A esta época de compromiso moral, Carrera Damas adjunta todo un nuevo impulso progresista que, viviría su punto álgido con la llegada al poder de Antonio Guzmán Blanco. El “Ilustre Americano” no sólo convendría en usar la moral para dar alcance al proyecto patrio, sino también se esforzaría por traer el pensamiento ilustrado europeo del cual, él mismo, estaba imbuido.

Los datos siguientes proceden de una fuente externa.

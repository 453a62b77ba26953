use crate::error::SourceError;

/// Response envelope shared by explorer modules.
///
/// `account` and `contract` actions answer with `status`/`message`/`result`;
/// `proxy` actions mirror JSON-RPC and answer with `result` or `error`.
#[derive(Debug, serde::Deserialize)]
pub(super) struct ExplorerResponse {
    #[serde(default)]
    pub(super) status: Option<String>,
    #[serde(default)]
    pub(super) message: Option<String>,
    #[serde(default)]
    pub(super) result: serde_json::Value,
    #[serde(default)]
    pub(super) error: Option<serde_json::Value>,
}

impl ExplorerResponse {
    /// Unwrap `result`, mapping explorer-level failures to `SourceError`.
    ///
    /// `status: "0"` with an empty result list is the explorer's way of
    /// saying "no transactions found" and is not an error.
    pub(super) fn into_result(self) -> Result<serde_json::Value, SourceError> {
        if let Some(err) = self.error {
            return Err(parse_rpc_error(err));
        }

        if self.status.as_deref() == Some("0") {
            if self.result.as_array().is_some_and(Vec::is_empty) {
                return Ok(self.result);
            }
            let message = self.message.unwrap_or_else(|| "NOTOK".to_owned());
            let detail = self
                .result
                .as_str()
                .map(str::to_owned)
                .unwrap_or_else(|| self.result.to_string());
            return Err(SourceError::Api {
                message: format!("{message}: {detail}"),
            });
        }

        Ok(self.result)
    }
}

/// Parse a proxy-module error object into a `SourceError`.
fn parse_rpc_error(err: serde_json::Value) -> SourceError {
    #[derive(serde::Deserialize)]
    struct RpcError {
        code: i64,
        message: String,
    }

    match serde_json::from_value::<RpcError>(err.clone()) {
        Ok(parsed) => SourceError::Api {
            message: format!("{} (code {})", parsed.message, parsed.code),
        },
        Err(_) => SourceError::InvalidResponse(format!("non-standard error object: {err}")),
    }
}
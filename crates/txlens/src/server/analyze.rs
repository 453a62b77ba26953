use axum::extract::rejection::JsonRejection;
use axum::extract::{Path, State};
use axum::Json;
use serde::{Deserialize, Serialize};

use txlens_core::scenarios::find_scenario;
use txlens_core::{Analysis, RawTransactionRequest};

use super::error::{map_analysis_error, AppError};
use super::{now_millis, SharedState};

// ==============================================================================
// DTOs
// ==============================================================================

#[derive(Deserialize)]
#[serde(deny_unknown_fields)]
pub(super) struct AnalyzeRequest {
    transaction: RawTransactionRequest,
    /// Wallet-assigned hash, when one exists.
    #[serde(default)]
    hash: Option<String>,
}

#[derive(Serialize)]
#[serde(rename_all = "camelCase")]
pub(super) struct AnalyzeResponse {
    #[serde(flatten)]
    analysis: Analysis,
    is_demo: bool,
}

// ==============================================================================
// Handlers
// ==============================================================================

pub(super) async fn analyze_transaction(
    State(state): State<SharedState>,
    req: Result<Json<AnalyzeRequest>, JsonRejection>,
) -> Result<Json<AnalyzeResponse>, AppError> {
    let Json(req) = req.map_err(|e| AppError::BadRequest(e.to_string()))?;

    let analysis = state
        .analyzer
        .analyze(&req.transaction, req.hash.as_deref(), now_millis())
        .await
        .map_err(map_analysis_error)?;

    Ok(Json(AnalyzeResponse {
        analysis,
        is_demo: false,
    }))
}

pub(super) async fn analyze_scenario(
    State(state): State<SharedState>,
    Path(id): Path<String>,
) -> Result<Json<AnalyzeResponse>, AppError> {
    let scenario =
        find_scenario(&id).ok_or_else(|| AppError::NotFound(format!("scenario not found: {id}")))?;

    let analysis = state
        .analyzer
        .analyze(&scenario.request, None, now_millis())
        .await
        .map_err(map_analysis_error)?;

    Ok(Json(AnalyzeResponse {
        analysis,
        is_demo: true,
    }))
}
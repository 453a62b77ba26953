pub mod analyzer;
pub mod assemble;
pub mod decode;
pub mod error;
pub mod explain;
pub mod labels;
pub mod ledger;
pub mod registry;
pub mod risk;
pub mod scenarios;
pub mod source;
pub mod types;
pub mod units;

#[cfg(test)]
mod test_util;

pub use analyzer::{Analysis, Analyzer};
pub use error::{CoreError, SourceError};
pub use registry::SignatureRegistry;
pub use types::{DecodedTransaction, IntentAnalysis, RawTransactionRequest, TransactionContext};
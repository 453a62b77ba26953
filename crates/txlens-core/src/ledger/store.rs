//! `DecisionLedger`: in-memory decision log with optional JSONL persistence.
//!
//! Entries are append-only. When a backing file is configured every
//! accepted decision is appended to it before it becomes visible, and the
//! file is replayed when the ledger is opened.

use std::fs::OpenOptions;
use std::io::Write;
use std::path::{Path, PathBuf};

use tracing::info;

use crate::error::CoreError;

use super::jsonl::{entry_to_line, parse_jsonl_entries};
use super::types::{
    DecisionLog, LedgerEntry, LedgerError, LedgerStats, RiskLevel, MAX_RECENT_DECISIONS,
};

#[derive(Debug, Default)]
pub struct DecisionLedger {
    entries: Vec<LedgerEntry>,
    stats: LedgerStats,
    path: Option<PathBuf>,
}

impl DecisionLedger {
    pub fn new() -> Self {
        Self::default()
    }

    /// Open a ledger backed by a JSONL file, replaying existing entries.
    /// A missing file is created on the first accepted decision.
    pub fn open(path: &Path) -> Result<Self, CoreError> {
        let entries = if path.exists() {
            parse_jsonl_entries(&std::fs::read_to_string(path)?)?
        } else {
            Vec::new()
        };

        let mut stats = LedgerStats::default();
        for entry in &entries {
            stats.record(entry);
        }
        info!(
            path = %path.display(),
            entries = entries.len(),
            "decision ledger opened"
        );

        Ok(Self {
            entries,
            stats,
            path: Some(path.to_path_buf()),
        })
    }

    /// Validate and append a decision.
    pub fn log_decision(&mut self, log: DecisionLog<'_>) -> Result<LedgerEntry, LedgerError> {
        let transaction_hash = log.transaction_hash.trim();
        if transaction_hash.is_empty() {
            return Err(LedgerError::EmptyTransactionHash);
        }
        let user_hash = log.user_hash.trim();
        if user_hash.is_empty() {
            return Err(LedgerError::EmptyUserHash);
        }
        let risk_level: RiskLevel = log.risk_level.parse()?;

        let entry = LedgerEntry {
            id: self.entries.last().map_or(1, |last| last.id + 1),
            transaction_hash: transaction_hash.to_owned(),
            user_hash: user_hash.to_owned(),
            approved: log.approved,
            risk_level,
            timestamp: log.timestamp,
            is_demo: log.is_demo,
        };

        if let Some(path) = &self.path {
            append_line(path, &entry_to_line(&entry)).map_err(CoreError::Io)?;
        }
        self.stats.record(&entry);
        self.entries.push(entry.clone());
        Ok(entry)
    }

    pub fn stats(&self) -> LedgerStats {
        self.stats
    }

    /// Newest-first entries, at most `limit` and never more than
    /// [`MAX_RECENT_DECISIONS`].
    pub fn recent(&self, limit: usize) -> Result<Vec<LedgerEntry>, LedgerError> {
        if limit == 0 {
            return Err(LedgerError::InvalidLimit);
        }
        Ok(self
            .entries
            .iter()
            .rev()
            .take(limit.min(MAX_RECENT_DECISIONS))
            .cloned()
            .collect())
    }

    pub fn len(&self) -> usize {
        self.entries.len()
    }

    pub fn is_empty(&self) -> bool {
        self.entries.is_empty()
    }
}

fn append_line(path: &Path, line: &str) -> std::io::Result<()> {
    if let Some(parent) = path.parent().filter(|p| !p.as_os_str().is_empty()) {
        std::fs::create_dir_all(parent)?;
    }
    let mut file = OpenOptions::new().create(true).append(true).open(path)?;
    file.write_all(line.as_bytes())
}
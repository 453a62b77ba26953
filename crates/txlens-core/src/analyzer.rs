//! End-to-end pipeline: decode, explain, assess, assemble.

use std::sync::Arc;

use serde::Serialize;
use tracing::info;

use crate::assemble::{assemble, pending_hash};
use crate::decode::Decoder;
use crate::error::CoreError;
use crate::explain::explain;
use crate::registry::SignatureRegistry;
use crate::risk::{assess, AssessConfig, AssessRequest};
use crate::source::ChainDataSource;
use crate::types::{DecodedTransaction, IntentAnalysis, RawTransactionRequest, TransactionContext};

/// Full result of analyzing one request.
#[derive(Debug, Clone, Serialize)]
#[serde(rename_all = "camelCase")]
pub struct Analysis {
    pub context: TransactionContext,
    pub intent: IntentAnalysis,
    pub decoded: DecodedTransaction,
}

/// Owns the registry and data source shared by every analysis. Cheap to
/// share behind an `Arc`; analyses hold no state between calls.
pub struct Analyzer {
    registry: SignatureRegistry,
    source: Arc<dyn ChainDataSource>,
    config: AssessConfig,
}

impl Analyzer {
    pub fn new(
        registry: SignatureRegistry,
        source: Arc<dyn ChainDataSource>,
        config: AssessConfig,
    ) -> Self {
        Self {
            registry,
            source,
            config,
        }
    }

    pub fn registry(&self) -> &SignatureRegistry {
        &self.registry
    }

    pub fn source_name(&self) -> &str {
        self.source.name()
    }

    /// Analyze a pending request. `hash` defaults to a digest of the request
    /// when the wallet has not assigned one. Fails only when the request
    /// itself is unusable (missing or malformed recipient or value).
    pub async fn analyze(
        &self,
        request: &RawTransactionRequest,
        hash: Option<&str>,
        timestamp: u64,
    ) -> Result<Analysis, CoreError> {
        let decoded = Decoder::new(&self.registry).decode(request)?;
        let intent = explain(&decoded);
        let indicators = assess(
            self.source.as_ref(),
            &AssessRequest::from_decoded(&decoded),
            &self.config,
        )
        .await;

        let hash = hash
            .filter(|h| !h.trim().is_empty())
            .map_or_else(|| pending_hash(request), str::to_owned);
        let context = assemble(&hash, &decoded, &intent, indicators, timestamp);
        info!(
            hash = %context.hash,
            kind = %context.kind,
            indicators = context.risk_indicators.len(),
            warnings = context.warning_count(),
            "transaction analyzed"
        );

        Ok(Analysis {
            context,
            intent,
            decoded,
        })
    }
}

#[cfg(test)]
mod tests {
    use std::str::FromStr;

    use alloy::primitives::{Address, U256};

    use super::*;
    use crate::source::mock::MockSource;
    use crate::source::ContractVerification;
    use crate::test_util::{addr, calldata, encode_address, encode_uint, raw_request};
    use crate::types::{Confidence, Severity, TxKind};

    fn analyzer(source: MockSource) -> Analyzer {
        Analyzer::new(
            SignatureRegistry::standard(),
            Arc::new(source),
            AssessConfig::default(),
        )
    }

    #[tokio::test]
    async fn native_transfer_end_to_end() {
        let analyzer = analyzer(MockSource::builder().build());
        let analysis = analyzer
            .analyze(&raw_request(addr(0x42), "0x16345785d8a0000", "0x"), Some("0xfeed"), 7)
            .await
            .unwrap();
        assert_eq!(analysis.context.hash, "0xfeed");
        assert_eq!(analysis.context.kind, TxKind::Transfer);
        assert_eq!(analysis.context.confidence, Confidence::High);
        assert_eq!(analysis.context.risk_indicators.len(), 1);
        assert_eq!(
            analysis.context.risk_indicators[0].message,
            "Simple ETH transfer to wallet address"
        );
        assert_eq!(analysis.context.timestamp, 7);
        assert_eq!(analysis.intent.intent, analysis.context.intent);
    }

    #[tokio::test]
    async fn approval_assesses_token_contract() {
        let usdc = Address::from_str("0xa0b86991c6218b36c1d19d4a2e9eb0ce3606eb48").unwrap();
        let source = MockSource::builder()
            .with_contract(usdc, ContractVerification::Verified { contract_name: None })
            .build();
        let data = calldata("095ea7b3", &[encode_address(addr(0x33)), encode_uint(U256::MAX)]);
        let analysis = analyzer(source)
            .analyze(&raw_request(usdc, "0x0", &data), None, 1)
            .await
            .unwrap();

        assert!(analysis.context.intent.contains("unlimited"));
        assert!(analysis.context.hash.starts_with("0x"));
        let indicators = &analysis.context.risk_indicators;
        assert_eq!(indicators[0].severity, Severity::Info);
        assert_eq!(indicators.len(), 2, "verification and exchange activity only");
    }

    #[tokio::test]
    async fn blank_hash_uses_request_digest() {
        let analyzer = analyzer(MockSource::builder().build());
        let req = raw_request(addr(0x42), "0x1", "0x");
        let analysis = analyzer.analyze(&req, Some("  "), 1).await.unwrap();
        assert_eq!(analysis.context.hash, pending_hash(&req));
    }

    #[tokio::test]
    async fn missing_recipient_is_rejected() {
        let analyzer = analyzer(MockSource::builder().build());
        let err = analyzer
            .analyze(&RawTransactionRequest::default(), None, 1)
            .await
            .expect_err("empty recipient must fail");
        assert!(matches!(err, CoreError::InvalidInput(_)));
    }
}
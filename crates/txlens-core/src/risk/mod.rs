//! Risk indicator engine.
//!
//! [`assess`] runs the contract, token-age, exchange-activity and value
//! checks against an injected [`ChainDataSource`] and always returns a
//! list. Output order follows check order (contract, token age, exchange
//! activity, value) even though the two token lookups run concurrently.

mod checks;

pub use checks::{
    check_contract_verification, check_dex_activity, check_token_age, check_transaction_value,
    ContractCheck, ANALYSIS_SOURCE,
};

use alloy::primitives::Address;
use serde::{Deserialize, Serialize};
use tracing::{debug, warn};

use crate::decode::parse_address;
use crate::error::CoreError;
use crate::labels::lower_hex;
use crate::source::ChainDataSource;
use crate::types::{DecodedTransaction, IndicatorType, RiskIndicator};
use crate::units::{parse_ether, wei_to_ether_exact};

/// Thresholds and lookup sizes used by the checks.
#[derive(Debug, Clone, PartialEq, Serialize, Deserialize)]
pub struct AssessConfig {
    /// Assumed seconds between blocks when converting block spans to time.
    pub block_time_secs: u64,
    /// Tokens younger than this many days get a warning.
    pub new_token_days: u64,
    /// Tokens younger than this many days get an informational note.
    pub young_token_days: u64,
    /// Values above this many ETH get a warning. Compared exactly in wei.
    pub high_value_eth: f64,
    /// Values above this many ETH get an informational note.
    pub medium_value_eth: f64,
    /// Recent transactions scanned for exchange-router counterparties.
    pub history_page_size: u32,
}

impl Default for AssessConfig {
    fn default() -> Self {
        Self {
            block_time_secs: 12,
            new_token_days: 7,
            young_token_days: 30,
            high_value_eth: 10.0,
            medium_value_eth: 1.0,
            history_page_size: 100,
        }
    }
}

/// Inputs to one assessment. Addresses are strings as received from the
/// wallet; unparseable input degrades to a single warning indicator.
#[derive(Debug, Clone, Default, PartialEq, Serialize, Deserialize)]
#[serde(rename_all = "camelCase")]
pub struct AssessRequest {
    pub recipient: String,
    #[serde(default)]
    pub token_address: Option<String>,
    /// Native value as a decimal ETH amount, e.g. `"0.1"`.
    #[serde(default)]
    pub value: Option<String>,
    #[serde(default)]
    pub data: Option<String>,
}

impl AssessRequest {
    pub fn from_decoded(decoded: &DecodedTransaction) -> Self {
        Self {
            recipient: lower_hex(&decoded.to),
            token_address: decoded.token_address().map(|addr| lower_hex(&addr)),
            value: Some(wei_to_ether_exact(decoded.value)),
            data: Some(decoded.data.clone()),
        }
    }
}

fn is_contract_call(data: Option<&str>) -> bool {
    data.is_some_and(|data| {
        let data = data.trim();
        let payload = data.strip_prefix("0x").unwrap_or(data);
        payload.len() > 2
    })
}

/// Assess a pending transaction. Never fails: lookup failures become
/// warning indicators and an unusable request becomes a single
/// "unable to analyze" warning.
pub async fn assess(
    source: &dyn ChainDataSource,
    request: &AssessRequest,
    config: &AssessConfig,
) -> Vec<RiskIndicator> {
    match assess_inner(source, request, config).await {
        Ok(indicators) => indicators,
        Err(err) => {
            warn!(error = %err, "risk assessment aborted");
            vec![RiskIndicator::warning(
                IndicatorType::UnverifiedContract,
                "Unable to analyze risk indicators",
                ANALYSIS_SOURCE,
            )]
        }
    }
}

async fn assess_inner(
    source: &dyn ChainDataSource,
    request: &AssessRequest,
    config: &AssessConfig,
) -> Result<Vec<RiskIndicator>, CoreError> {
    let recipient = parse_address(&request.recipient)?;
    let value = request.value.as_deref().map(parse_ether).transpose()?;
    let token = request
        .token_address
        .as_deref()
        .map(parse_address)
        .transpose()?;
    let contract_call = is_contract_call(request.data.as_deref());
    debug!(%recipient, ?token, contract_call, "assessing transaction");

    let mut indicators = Vec::with_capacity(4);

    if contract_call {
        match check_contract_verification(source, &recipient).await {
            ContractCheck::NonContract(indicator) => return Ok(vec![indicator]),
            ContractCheck::Contract(indicator) => indicators.push(indicator),
        }
    }

    if let Some(token) = token {
        let (age, activity) = futures::join!(
            token_age(source, &token, &recipient, config),
            check_dex_activity(source, &token, config),
        );
        indicators.extend(age);
        indicators.push(activity);
    }

    if let Some(value) = value {
        indicators.extend(check_transaction_value(value, config));
    }

    if !contract_call && indicators.is_empty() {
        indicators.push(RiskIndicator::info(
            IndicatorType::UnverifiedContract,
            "Simple ETH transfer to wallet address",
            ANALYSIS_SOURCE,
        ));
    }

    Ok(indicators)
}

/// Token age only applies when the token differs from the recipient.
async fn token_age(
    source: &dyn ChainDataSource,
    token: &Address,
    recipient: &Address,
    config: &AssessConfig,
) -> Option<RiskIndicator> {
    if token == recipient {
        return None;
    }
    Some(check_token_age(source, token, config).await)
}
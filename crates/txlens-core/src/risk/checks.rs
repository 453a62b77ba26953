//! Individual risk checks.
//!
//! Each check consults the data source, keeps any failure as an explicit
//! `Result`, and maps every outcome (including failure) to an indicator.
//! No check can fail the assessment as a whole.

use alloy::primitives::{Address, U256};
use tracing::{debug, warn};

use crate::error::SourceError;
use crate::labels::{self, LabelKind};
use crate::source::{ChainDataSource, ContractVerification, TxHistoryQuery};
use crate::types::{IndicatorType, RiskIndicator};
use crate::units::{format_ether, parse_ether};

use super::AssessConfig;

pub const ANALYSIS_SOURCE: &str = "Transaction Analysis";

const SECONDS_PER_DAY: u64 = 86_400;

// ==============================================================================
// Contract Verification
// ==============================================================================

/// Outcome of the contract check. `NonContract` ends the assessment.
#[derive(Debug, Clone, PartialEq, Eq)]
pub enum ContractCheck {
    Contract(RiskIndicator),
    NonContract(RiskIndicator),
}

pub async fn check_contract_verification(
    source: &dyn ChainDataSource,
    recipient: &Address,
) -> ContractCheck {
    match source.has_code(recipient).await {
        Ok(false) => {
            debug!(%recipient, "call data sent to address without code");
            return ContractCheck::NonContract(RiskIndicator::warning(
                IndicatorType::UnverifiedContract,
                "Transaction data sent to non-contract address; the recipient has no code to run it",
                source.name(),
            ));
        }
        Ok(true) => {}
        Err(err) => {
            warn!(%recipient, error = %err, "contract code lookup failed");
            return ContractCheck::Contract(verification_fallback(source, recipient));
        }
    }

    let indicator = match source.contract_verification(recipient).await {
        Ok(ContractVerification::Verified { contract_name }) => {
            let message = match contract_name {
                Some(name) => format!("Contract source code is verified ({name})"),
                None => "Contract source code is verified".to_owned(),
            };
            RiskIndicator::info(IndicatorType::UnverifiedContract, message, source.name())
        }
        Ok(ContractVerification::Unverified) => RiskIndicator::warning(
            IndicatorType::UnverifiedContract,
            "Contract source code is not verified, so its behavior cannot be reviewed publicly",
            source.name(),
        ),
        Ok(ContractVerification::Inconclusive) => {
            debug!(%recipient, "verification lookup inconclusive");
            verification_fallback(source, recipient)
        }
        Err(err) => {
            warn!(%recipient, error = %err, "verification lookup failed");
            verification_fallback(source, recipient)
        }
    };
    ContractCheck::Contract(indicator)
}

/// Known-protocol table consulted only when the live lookup could not
/// answer. A confirmed "unverified" answer is never overridden.
fn verification_fallback(source: &dyn ChainDataSource, recipient: &Address) -> RiskIndicator {
    match labels::lookup(recipient) {
        Some(known) => {
            let what = match known.kind {
                LabelKind::Router => "exchange router",
                LabelKind::Token { .. } => "token contract",
                LabelKind::Protocol => "protocol contract",
            };
            RiskIndicator::info(
                IndicatorType::UnverifiedContract,
                format!("Known protocol: {} ({what}); live verification status unavailable", known.name),
                ANALYSIS_SOURCE,
            )
        }
        None => RiskIndicator::warning(
            IndicatorType::UnverifiedContract,
            "Unable to verify contract source code",
            source.name(),
        ),
    }
}

// ==============================================================================
// Token Age
// ==============================================================================

async fn token_age_days(
    source: &dyn ChainDataSource,
    token: &Address,
    config: &AssessConfig,
) -> Result<u64, SourceError> {
    let current = source.block_number().await?;
    let first = source
        .first_transaction_block(token)
        .await?
        .ok_or_else(|| SourceError::InvalidResponse("token has no transaction history".to_owned()))?;
    let elapsed_secs = current.saturating_sub(first).saturating_mul(config.block_time_secs);
    Ok(elapsed_secs / SECONDS_PER_DAY)
}

pub async fn check_token_age(
    source: &dyn ChainDataSource,
    token: &Address,
    config: &AssessConfig,
) -> RiskIndicator {
    match token_age_days(source, token, config).await {
        Ok(days) if days < config.new_token_days => RiskIndicator::warning(
            IndicatorType::NewToken,
            format!("Very new token: first activity {} ago", plural_days(days)),
            source.name(),
        ),
        Ok(days) if days < config.young_token_days => RiskIndicator::info(
            IndicatorType::NewToken,
            format!("Relatively new token: first activity {} ago", plural_days(days)),
            source.name(),
        ),
        Ok(days) => RiskIndicator::info(
            IndicatorType::NewToken,
            format!("Token first seen {} ago", plural_days(days)),
            source.name(),
        ),
        Err(err) => {
            warn!(%token, error = %err, "token age lookup failed");
            RiskIndicator::warning(
                IndicatorType::NewToken,
                "Unable to determine token age",
                source.name(),
            )
        }
    }
}

fn plural_days(days: u64) -> String {
    match days {
        0 => "less than a day".to_owned(),
        1 => "1 day".to_owned(),
        n => format!("{n} days"),
    }
}

// ==============================================================================
// Exchange Activity
// ==============================================================================

pub async fn check_dex_activity(
    source: &dyn ChainDataSource,
    token: &Address,
    config: &AssessConfig,
) -> RiskIndicator {
    let query = TxHistoryQuery::latest(config.history_page_size);
    match source.address_transactions(token, &query).await {
        Ok(txs) => {
            let router = labels::routers().find(|router| {
                router
                    .parsed()
                    .is_some_and(|addr| txs.iter().any(|tx| tx.involves(&addr)))
            });
            match router {
                Some(router) => RiskIndicator::info(
                    IndicatorType::NoDexPool,
                    format!("Token has recent trading activity on {}", router.name),
                    source.name(),
                ),
                None => RiskIndicator::warning(
                    IndicatorType::NoDexPool,
                    "No major exchange trading activity found for this token",
                    source.name(),
                ),
            }
        }
        Err(err) => {
            warn!(%token, error = %err, "token history lookup failed");
            RiskIndicator::warning(
                IndicatorType::NoDexPool,
                "Unable to verify exchange trading activity",
                source.name(),
            )
        }
    }
}

// ==============================================================================
// Value Magnitude
// ==============================================================================

/// Ether threshold in wei. A threshold with no exact wei form (negative,
/// non-finite, finer than one wei) never triggers.
fn threshold_wei(eth: f64) -> U256 {
    parse_ether(&eth.to_string()).unwrap_or(U256::MAX)
}

/// Pure value check on the exact wei amount: `None` at or below the medium
/// threshold.
#[must_use]
pub fn check_transaction_value(value_wei: U256, config: &AssessConfig) -> Option<RiskIndicator> {
    let display = format_ether(value_wei);
    if value_wei > threshold_wei(config.high_value_eth) {
        Some(RiskIndicator::warning(
            IndicatorType::HighValue,
            format!("High value transaction: {display} ETH"),
            ANALYSIS_SOURCE,
        ))
    } else if value_wei > threshold_wei(config.medium_value_eth) {
        Some(RiskIndicator::info(
            IndicatorType::HighValue,
            format!("Medium value transaction: {display} ETH"),
            ANALYSIS_SOURCE,
        ))
    } else {
        None
    }
}
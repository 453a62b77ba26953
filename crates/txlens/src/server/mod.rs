mod analyze;
mod auth;
mod decisions;
mod error;
mod scenarios;

use std::sync::Arc;

use axum::extract::State;
use axum::routing::{any, get, post};
use axum::{Json, Router};
use eyre::WrapErr;
use time::OffsetDateTime;
use tokio::sync::RwLock;
use tower_http::cors::{AllowOrigin, CorsLayer};

use txlens_core::ledger::DecisionLedger;
use txlens_core::Analyzer;

// ==============================================================================
// Application State
// ==============================================================================

pub struct AppState {
    pub analyzer: Arc<Analyzer>,
    pub ledger: Arc<RwLock<DecisionLedger>>,
    pub api_token: String,
    pub default_recent_limit: usize,
}

type SharedState = Arc<AppState>;

/// Milliseconds since the Unix epoch.
pub(crate) fn now_millis() -> u64 {
    u64::try_from(OffsetDateTime::now_utc().unix_timestamp_nanos() / 1_000_000).unwrap_or(0)
}

// ==============================================================================
// Router
// ==============================================================================

pub fn build_router(state: AppState, origin: &str) -> eyre::Result<Router> {
    // Only reflect the allowed origin when the request's Origin header
    // actually matches.
    let allowed: axum::http::HeaderValue = origin
        .parse()
        .wrap_err_with(|| format!("invalid CORS origin `{origin}`"))?;
    let cors = CorsLayer::new()
        .allow_origin(AllowOrigin::predicate(
            move |request_origin: &axum::http::HeaderValue, _| *request_origin == allowed,
        ))
        .allow_methods([
            axum::http::Method::GET,
            axum::http::Method::POST,
            axum::http::Method::OPTIONS,
        ])
        .allow_headers([
            axum::http::header::CONTENT_TYPE,
            axum::http::header::HeaderName::from_static(auth::API_TOKEN_HEADER),
        ]);

    let shared = Arc::new(state);

    let public_api = Router::new()
        .route("/api/v1/health", get(health))
        .route("/api/v1/scenarios", get(scenarios::list_scenarios))
        .route(
            "/api/v1/scenarios/{id}/analyze",
            post(analyze::analyze_scenario),
        )
        .route("/api/v1/analyze", post(analyze::analyze_transaction))
        .route("/api/v1/decisions/stats", get(decisions::decision_stats))
        .route("/api/v1/decisions/recent", get(decisions::recent_decisions));

    let protected_api = Router::new().route("/api/v1/decisions", post(decisions::log_decision));

    Ok(Router::new()
        .merge(public_api)
        .merge(protected_api)
        .route("/api", any(api_not_found))
        .route("/api/{*path}", any(api_not_found))
        .layer(cors)
        .with_state(shared))
}

async fn health(State(state): State<SharedState>) -> Json<serde_json::Value> {
    Json(serde_json::json!({
        "status": "ok",
        "source": state.analyzer.source_name(),
        "signatures": state.analyzer.registry().len(),
    }))
}

async fn api_not_found() -> error::AppError {
    error::AppError::NotFound("API route not found".to_string())
}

Un nuevo salto de fe alzaría el vuelo. Fe, esta vez, en la razón como única vía válida para alcanzar el progreso. Una fe, vale aclarar, celosa de su templo y que buscaría desbancar a otras creencias de tradición más antigua, como lo fue la religión católica. De allí la clara y, a veces, agresiva actitud anti-clerical del guzmanto. Una actitud quizás demasiado impetuosa y que, como revelaría la historia de ese período, debió finalmente de replegarse y ceder espacios.

Tristemente, esta nueva confianza que buscaba asiento y asidero en los ecos del “moral y luces” del Libertador, era impuesta a una gente que en su mayoría seguía arrastrando las viejas penurias que les legó un pasado lleno de guerras y desaciertos políticos y económicos. El “Culto a Bolívar” vendría a disputarse con el catolicismo un espacio en el corazón desconsolado de los venezolanos, complementado, quizás, las antiguas, pero aún vigentes promesas de un Cristo caritativo y sus improbables bienaventuranzas.